Here is a record of today's post-surf conversation.
"Dad, you can't blame yourself for not getting out the back today."
"Yes, I can."
"But it was big and breaking on the rocks."
"It wasn't that big. I stupidly wasn't wearing a hood or any gloves and felt numb from the cold and gave up. I decided it was just too hideous and that I couldn't face it."
Harry infers, not unreasonably, that some degree of reason is present in this analysis, relatively reasonable as it is. So he asks (not without reason): "Then why are you in such a bad mood?"
"Because it was stupid to paddle out in the middle of January without a hood."
Inwardly, what I'm actually thinking is: I waited until 3.30pm to pick up Harry for a post-school surf, and blew it. By the time we got to the beach a very full tide was breaking on the rocks. Harry and his friend Mark took one look and, quite reasonably, didn't fancy it. Nor did I but some collective 'we must surf' demon possessed us and got into our wetsuits to paddle out. At the water's edge the boys thought better of it. I felt I ought to give it a go and, full of misgivings from recent flu, work stress and generally feeling out of sorts, started to paddle out. My head was screaming with pain after a couple of duck dives. It wasn't big and I could have got out the back, but I just felt horrendous and came in.
Harry pauses. "But you were surfing the other day without a hood."
"Be quiet."
Just then Ali from the Windswept Gallery in St Just comes over. "Good?" she asks.
"No, it was s***," is my uncharacteristically blunt reply. Ali asks how so, for unlike me she timed her arrival to perfection and scored good waves earlier in the afternoon.
"I wasn't wearing a hood, my head felt numb and I just went off the whole thing half way through paddling out. I got very cold and hated it, and came in."

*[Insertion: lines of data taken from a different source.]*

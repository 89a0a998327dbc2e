//! Kernel argument binding, grid sizing and the dispatch/readback loops.
//!
//! Both loops are plain bounded loops with one submit-and-wait round trip per
//! iteration. Nothing is batched and the two loops never overlap, so every
//! iteration can be timed in isolation.

use crate::driver::{Driver, KernelArg};
use crate::error::{CheckStatus, Result, RuntimeError};
use crate::memory::DeviceBuffers;
use std::marker::PhantomData;
use std::time::{Duration, Instant};
use tracing::debug;

/// Positional argument indices of the `xor` entry point.
pub const ARG_A: u32 = 0;
pub const ARG_B: u32 = 1;
pub const ARG_C: u32 = 2;
pub const ARG_N: u32 = 3;

/// Smallest multiple of `local` that is `>= n`.
///
/// Work items past `n` are over-provisioned so that every work-group is full;
/// the kernel must ignore them.
pub fn global_work_size(n: usize, local: usize) -> usize {
    n.div_ceil(local) * local
}

/// A kernel with all four arguments bound. Only this type can be dispatched.
pub struct BoundKernel<'a, D: Driver> {
    kernel: &'a D::Kernel,
    elements: u32,
    _buffers: PhantomData<&'a DeviceBuffers<D>>,
}

impl<D: Driver> BoundKernel<'_, D> {
    pub fn elements(&self) -> u32 {
        self.elements
    }
}

/// Binds `a`, `b`, `c` and the element count, in that order.
///
/// Every binding goes through error signaling; a rejected argument is fatal.
pub fn bind_arguments<'a, D: Driver>(
    driver: &D,
    kernel: &'a mut D::Kernel,
    buffers: &'a DeviceBuffers<D>,
) -> Result<BoundKernel<'a, D>> {
    let elements = u32::try_from(buffers.len()).map_err(|_| {
        RuntimeError::InvalidConfig(format!(
            "{} elements do not fit the 32-bit count argument",
            buffers.len()
        ))
    })?;

    driver
        .set_kernel_arg(kernel, ARG_A, KernelArg::Buffer(buffers.a()))
        .check("set_kernel_arg")?;
    driver
        .set_kernel_arg(kernel, ARG_B, KernelArg::Buffer(buffers.b()))
        .check("set_kernel_arg")?;
    driver
        .set_kernel_arg(kernel, ARG_C, KernelArg::Buffer(buffers.c()))
        .check("set_kernel_arg")?;
    driver
        .set_kernel_arg(kernel, ARG_N, KernelArg::Uint(elements))
        .check("set_kernel_arg")?;

    Ok(BoundKernel {
        kernel,
        elements,
        _buffers: PhantomData,
    })
}

/// Grid of one 1-D launch.
#[derive(Debug, Clone, Copy, PartialEq, Eq)]
pub struct DispatchPlan {
    pub elements: usize,
    pub local_size: usize,
    pub global_size: usize,
}

impl DispatchPlan {
    pub fn new(elements: usize, local_size: usize) -> Self {
        Self {
            elements,
            local_size,
            global_size: global_work_size(elements, local_size),
        }
    }

    /// Work items launched beyond the element count.
    pub fn padding(&self) -> usize {
        self.global_size - self.elements
    }
}

/// Wall-clock durations of the iterations of one loop.
#[derive(Debug, Clone, Default, PartialEq, Eq)]
pub struct LoopTimings {
    pub samples: Vec<Duration>,
}

impl LoopTimings {
    pub fn iterations(&self) -> usize {
        self.samples.len()
    }

    pub fn total(&self) -> Duration {
        self.samples.iter().sum()
    }

    pub fn min(&self) -> Option<Duration> {
        self.samples.iter().min().copied()
    }

    pub fn mean(&self) -> Option<Duration> {
        let count = u32::try_from(self.samples.len()).ok().filter(|&c| c > 0)?;
        Some(self.total() / count)
    }
}

/// Issues the two loops against one queue.
pub struct DispatchEngine<'d, D: Driver> {
    driver: &'d D,
    queue: &'d D::Queue,
    plan: DispatchPlan,
}

impl<'d, D: Driver> DispatchEngine<'d, D> {
    pub fn new(driver: &'d D, queue: &'d D::Queue, plan: DispatchPlan) -> Self {
        Self {
            driver,
            queue,
            plan,
        }
    }

    pub fn plan(&self) -> &DispatchPlan {
        &self.plan
    }

    /// Enqueues the kernel `iterations` times, waiting on each launch's event
    /// before issuing the next.
    #[tracing::instrument(skip_all, fields(iterations = iterations, global = self.plan.global_size))]
    pub fn dispatch_loop(&self, kernel: &BoundKernel<'_, D>, iterations: u32) -> Result<LoopTimings> {
        let mut timings = LoopTimings::default();
        for iteration in 0..iterations {
            let start = Instant::now();
            let event = self
                .driver
                .enqueue_kernel(
                    self.queue,
                    kernel.kernel,
                    self.plan.global_size,
                    self.plan.local_size,
                )
                .check("enqueue_kernel")?;
            self.driver.wait(&event).check("wait")?;
            let elapsed = start.elapsed();
            debug!(iteration, ?elapsed, "dispatch complete");
            timings.samples.push(elapsed);
        }
        Ok(timings)
    }

    /// Reads `buffer` into `out` `iterations` times with a blocking read, then
    /// waits on the read's event as well.
    #[tracing::instrument(skip_all, fields(iterations = iterations, bytes = out.len()))]
    pub fn readback_loop(
        &self,
        buffer: &D::Buffer,
        out: &mut [u8],
        iterations: u32,
    ) -> Result<LoopTimings> {
        let mut timings = LoopTimings::default();
        for iteration in 0..iterations {
            let start = Instant::now();
            let event = self
                .driver
                .enqueue_read(self.queue, buffer, out)
                .check("enqueue_read")?;
            self.driver.wait(&event).check("wait")?;
            let elapsed = start.elapsed();
            debug!(iteration, ?elapsed, "readback complete");
            timings.samples.push(elapsed);
        }
        Ok(timings)
    }
}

Ali nods sympathetically, for she is A Good Person. Perhaps inwardly she is thinking: "Hmmm, I've seen Alex out in bigger than that, and without a hood too. I wonder what's up with him?" However, she is too nice to voice such thoughts. I promise to meet her tomorrow and vow to time my arrival at the beach correctly, whereupon we will enjoy that which is proving so elusive lately (for me, at least) - a good surf. Meanwhile, as Ali suggests that I take out any lingering frustration in the boxing gym, not elsewhere, Harry has been pondering the situation.
"Dad, Twat Caps (I'm not sure we should allow this term. Ed.) look so uncool. I don't think you should wear one. Especially not after that picture in Pit Pilot."
"I know, son," said I, but then, suddenly mindful of the deluge of letters from surf babes around the world who were lucky enough to see Greg 'It's a flattering shot, really Alex' Martin's recent picture of me in said mag, I made an announcement. "But It Is Time. Time for the Twat Cap."
And so it came to pass that I failed to hold out and surf through the winter without a Twat Cap (is this really what they're called? Ed). Tomorrow I will wear one loud, and I will wear it proud. It's simply too humiliating to start to paddle out and then turn back because of the cold and I cannot let it happen again.
But as for gloves - no. I will fight them on the beaches, I will fight them on the streets, I will fight them in the fields and I will fight them in Chapel Idne if I have to but whatever happens, I will not, ever, wear gloves to go surfing.